** SOURCE DATA follows **
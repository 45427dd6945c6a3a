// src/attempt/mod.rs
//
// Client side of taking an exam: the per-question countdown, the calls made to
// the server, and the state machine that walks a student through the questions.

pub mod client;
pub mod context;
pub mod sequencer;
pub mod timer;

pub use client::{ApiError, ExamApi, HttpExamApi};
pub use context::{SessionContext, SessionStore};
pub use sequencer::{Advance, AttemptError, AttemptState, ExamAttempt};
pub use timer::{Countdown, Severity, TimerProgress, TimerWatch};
** End of SOURCE DATA **
### WORK REQUIRED
Each line in the records above that contains the word "sequencer" must be copied.

### RESULT BELOW
pub mod sequencer;
pub use sequencer::{Advance, AttemptError, AttemptState, ExamAttempt};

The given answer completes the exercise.